Ao sair da presidência, Macri fez um empréstimo de 57 bilhões de dólares com o FMI, mais tarde reduzido para 44 bilhões, que “desapareceu em apenas 11 meses”.

O seu sucessor, Alberto Fernández, tentou reconstruir o Ministério da Saúde durante a pandemia de COVID-19, mas ficou preso ao empréstimo de 44 bilhões de dólares. Tanto por desespero como por ideologia desenvolvimentista, Fernández virou-se para a China, aderindo à Iniciativa Cinturão e Rota em 2022 e candidatando-se com sucesso, ao que parece, “aos BRICS”. A Argentina aderirá em 2024. No entanto, até agora, a colaboração com a China (e com o Qatar) tem se resumido à obtenção de empréstimos adicionais da China para pagar o FMI. Este não é exatamente o tipo de acordo “win-win” (de ganho mútuo) que a China procura com os países do Sul Global nos seus investimentos em infra-estruturas e acordos comerciais em torno de recursos.

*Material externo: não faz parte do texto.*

//! Layered configuration: a TOML file overridden by `HYDRA_*` environment
//! variables, following the `figment` pattern used across the workspace.

use std::path::PathBuf;

use figment::providers::{Env, Format, Serialized, Toml};
use figment::Figment;
use serde::{Deserialize, Serialize};

use crate::error::{HydraError, Result};

fn default_db_path() -> PathBuf {
    PathBuf::from("hydra.sqlite3")
}

fn default_log_level() -> String {
    "info".to_string()
}

#[derive(Debug, Clone, Serialize, Deserialize)]
pub struct DatabaseConfig {
    #[serde(default = "default_db_path")]
    pub path: PathBuf,
}

impl Default for DatabaseConfig {
    fn default() -> Self {
        Self {
            path: default_db_path(),
        }
    }
}

#[derive(Debug, Clone, Serialize, Deserialize, Default)]
pub struct LogConfig {
    #[serde(default = "default_log_level")]
    pub level: String,
    pub file: Option<String>,
}

/// Knobs named in the spec's ingestion/report pipeline.
#[derive(Debug, Clone, Serialize, Deserialize)]
pub struct MonitorConfig {
    /// Sender ids treated as "ours"; the self-loop guard drops anything
    /// they send. Populated once at startup, never discovered at runtime.
    #[serde(default)]
    pub own_identities: Vec<String>,

    /// Transport credential for the chat adapter (e.g. a Telegram bot
    /// token). Not part of the declared configuration surface since the
    /// transport is external; the composition root still
    /// needs it to actually connect one.
    pub bot_token: Option<String>,

    pub target_channel: Option<String>,
    pub vip_target_channel: Option<String>,
    pub report_target_channel: Option<String>,

    #[serde(default)]
    pub blacklist_channels: Vec<String>,
    #[serde(default)]
    pub source_channels: Vec<String>,
    #[serde(default)]
    pub from_users: Vec<String>,
    #[serde(default)]
    pub keywords: Vec<String>,
    #[serde(default)]
    pub allowed_users: Vec<String>,

    /// Legacy buffered-summarization path; `summarize_enabled` stays
    /// hardcoded false, the daily scheduler is the only report mechanism.
    #[serde(default)]
    pub buffer_size: usize,
    #[serde(default)]
    pub buffer_timeout_secs: u64,

    /// Base directory the scheduler writes `reports/channels/*.md` and
    /// `reports/data/*.json` artifacts under. Defaults to the working directory.
    #[serde(default = "default_reports_dir")]
    pub reports_dir: PathBuf,
}

fn default_reports_dir() -> PathBuf {
    PathBuf::from(".")
}

impl Default for MonitorConfig {
    fn default() -> Self {
        Self {
            own_identities: Vec::new(),
            bot_token: None,
            target_channel: None,
            vip_target_channel: None,
            report_target_channel: None,
            blacklist_channels: Vec::new(),
            source_channels: Vec::new(),
            from_users: Vec::new(),
            keywords: Vec::new(),
            allowed_users: Vec::new(),
            buffer_size: 0,
            buffer_timeout_secs: 0,
            reports_dir: default_reports_dir(),
        }
    }
}

fn default_dedup_cache_size() -> usize {
    5000
}

fn default_similarity_threshold() -> f64 {
    0.85
}

#[derive(Debug, Clone, Serialize, Deserialize)]
pub struct DedupConfig {
    #[serde(default = "default_dedup_cache_size")]
    pub cache_size: usize,
    #[serde(default = "default_similarity_threshold")]
    pub similarity_threshold: f64,
}

impl Default for DedupConfig {
    fn default() -> Self {
        Self {
            cache_size: default_dedup_cache_size(),
            similarity_threshold: default_similarity_threshold(),
        }
    }
}

fn default_min_length() -> usize {
    15
}
fn default_max_messages() -> usize {
    50
}
fn default_score_threshold() -> f64 {
    0.2
}

#[derive(Debug, Clone, Serialize, Deserialize)]
pub struct CompressorConfig {
    #[serde(default = "default_min_length")]
    pub min_length: usize,
    #[serde(default = "default_max_messages")]
    pub max_messages: usize,
    #[serde(default = "default_score_threshold")]
    pub score_threshold: f64,
}

impl Default for CompressorConfig {
    fn default() -> Self {
        Self {
            min_length: default_min_length(),
            max_messages: default_max_messages(),
            score_threshold: default_score_threshold(),
        }
    }
}

/// Per-vendor credential block. Most vendors only need an API key and an
/// optional base-url override (self-hosted gateways, regional endpoints).
#[derive(Debug, Clone, Serialize, Deserialize, Default)]
pub struct VendorConfig {
    pub api_key: Option<String>,
    pub base_url: Option<String>,
    pub model: Option<String>,
}

impl VendorConfig {
    pub fn is_configured(&self) -> bool {
        self.api_key.as_ref().is_some_and(|k| !k.is_empty())
    }
}

#[derive(Debug, Clone, Serialize, Deserialize, Default)]
pub struct ProvidersConfig {
    #[serde(default)]
    pub openai: VendorConfig,
    #[serde(default)]
    pub groq: VendorConfig,
    #[serde(default)]
    pub glm: VendorConfig,
    #[serde(default)]
    pub nvidia: VendorConfig,
    #[serde(default)]
    pub openrouter: VendorConfig,
    #[serde(default)]
    pub claude: VendorConfig,
    #[serde(default)]
    pub gemini: VendorConfig,
    #[serde(default)]
    pub minimax: VendorConfig,
}

fn default_ai_provider() -> String {
    "openai".to_string()
}

fn default_allowed_paths() -> Vec<String> {
    vec!["/tmp".to_string(), "~/.hydra".to_string(), ".".to_string()]
}

#[derive(Debug, Clone, Serialize, Deserialize)]
pub struct AiConfig {
    #[serde(default = "default_ai_provider")]
    pub provider: String,
    #[serde(default = "default_ai_provider")]
    pub advanced_provider: String,
    pub model: Option<String>,
    #[serde(default)]
    pub extended_thinking: bool,
    #[serde(default = "default_allowed_paths")]
    pub allowed_paths: Vec<String>,
    pub skills_path: Option<String>,
    pub workspace_path: Option<String>,
    #[serde(default)]
    pub providers: ProvidersConfig,
}

impl Default for AiConfig {
    fn default() -> Self {
        Self {
            provider: default_ai_provider(),
            advanced_provider: default_ai_provider(),
            model: None,
            extended_thinking: false,
            allowed_paths: default_allowed_paths(),
            skills_path: None,
            workspace_path: None,
            providers: ProvidersConfig::default(),
        }
    }
}

#[derive(Debug, Clone, Serialize, Deserialize, Default)]
pub struct ExportConfig {
    pub notes_repo: Option<String>,
    pub git_ssh_key_path: Option<String>,
    pub github_token: Option<String>,
}

#[derive(Debug, Clone, Serialize, Deserialize, Default)]
pub struct ToolsConfig {
    pub searx_url: Option<String>,
    pub cloudflare_api_token: Option<String>,
    pub cloudflare_account_id: Option<String>,
}

#[derive(Debug, Clone, Serialize, Deserialize, Default)]
pub struct HydraConfig {
    #[serde(default)]
    pub database: DatabaseConfig,
    #[serde(default)]
    pub log: LogConfig,
    #[serde(default)]
    pub monitor: MonitorConfig,
    #[serde(default)]
    pub dedup: DedupConfig,
    #[serde(default)]
    pub compressor: CompressorConfig,
    #[serde(default)]
    pub ai: AiConfig,
    #[serde(default)]
    pub export: ExportConfig,
    #[serde(default)]
    pub tools: ToolsConfig,
}

impl HydraConfig {
    /// Loads the TOML file at `path` if present, then overlays `HYDRA_*`
    /// environment variables (nested keys use `__`, e.g.
    /// `HYDRA_AI__PROVIDER=claude`).
    pub fn load(path: Option<&std::path::Path>) -> Result<Self> {
        let mut figment = Figment::from(Serialized::defaults(HydraConfig::default()));
        if let Some(path) = path {
            if path.exists() {
                figment = figment.merge(Toml::file(path));
            }
        }
        figment = figment.merge(Env::prefixed("HYDRA_").split("__"));

        figment
            .extract()
            .map_err(|e| HydraError::Config(e.to_string()))
    }
}

#[cfg(test)]
mod tests {
    use super::*;

    #[test]
    fn defaults_load_without_a_file() {
        let cfg = HydraConfig::load(None).expect("default config loads");
        assert_eq!(cfg.dedup.cache_size, 5000);
        assert_eq!(cfg.compressor.max_messages, 50);
        assert_eq!(cfg.ai.provider, "openai");
    }

    #[test]
    fn vendor_config_requires_non_empty_key() {
        let v = VendorConfig {
            api_key: Some(String::new()),
            base_url: None,
            model: None,
        };
        assert!(!v.is_configured());

        let v = VendorConfig {
            api_key: Some("sk-test".to_string()),
            base_url: None,
            model: None,
        };
        assert!(v.is_configured());
    }

    #[test]
    fn env_override_replaces_provider() {
        std::env::set_var("HYDRA_AI__PROVIDER", "claude");
        let cfg = HydraConfig::load(None).expect("config loads");
        std::env::remove_var("HYDRA_AI__PROVIDER");
        assert_eq!(cfg.ai.provider, "claude");
    }
}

Uma vez eleito, é previsto que Milei retire a candidatura do país aos BRICS. Se mantiver a Argentina nos BRICS, aplicará o seu talento financeiro (e o dos seus cães) para facilitar a utilização da Argentina pelos EUA, não só para drenar a Argentina, mas também a China (e talvez outros credores emergentes).

A cada novo mergulho na dívida, a direita do país tenta afundar o Estado de tal forma que este nunca mais possa emergir. Quando chegar ao cargo, Milei, o “encantador de cães”, prometeu superar o histórico da destruição deixada por Macri.

As dificuldades do Paquistão, aliado dos EUA e da China

Tal como a Argentina, o Paquistão tem sido controlado por regimes imperiais através de dívidas, primeiro britânicas e depois norte-americanas, durante séculos. O que é atualmente o Paquistão, foi em tempos passados um grupo de províncias ricas da Índia Britânica. Cada reino que a Companhia Britânica das Índias Orientais colocou sob as suas botas foi sobrecarregado com dívidas, o principal mecanismo (havia outros) através do qual a Grã-Bretanha drenou 45 trilhões de dólares do subcontinente. A Grã-Bretanha dividiu então o subcontinente entre Índia e Paquistão antes de o entregar. Atualmente, a Índia desempenha um papel ambíguo nos BRICS, enquanto o governo pós-golpe do Paquistão recorreu à violência para tentar controlar o país.

Tal como a Argentina, o Paquistão é um país onde tanto os BRICS como o FMI têm uma forte presença econômica. Em abril, cerca de um ano após a destituição do antigo primeiro-ministro Imran Khan, o Instituto para a Paz dos Estados Unidos informou que o Paquistão enfrentava uma crise econômica “existencial”. Dividindo a dívida em três tipos (multilateral, privada e chinesa), o USIP apresentou uma repartição da dívida do Paquistão e a quem ela era devida: “Em dezembro de 2022, o Paquistão tinha uma dívida externa e passivos de 126,3 bilhões de dólares. Quase 77% dessa dívida, no valor de 97,5 bilhões de dólares, é diretamente devida pelo governo do Paquistão a vários credores; um adicional de 7,9 bilhões de dólares é devido por empresas do setor público controladas pelo governo a credores multilaterais”.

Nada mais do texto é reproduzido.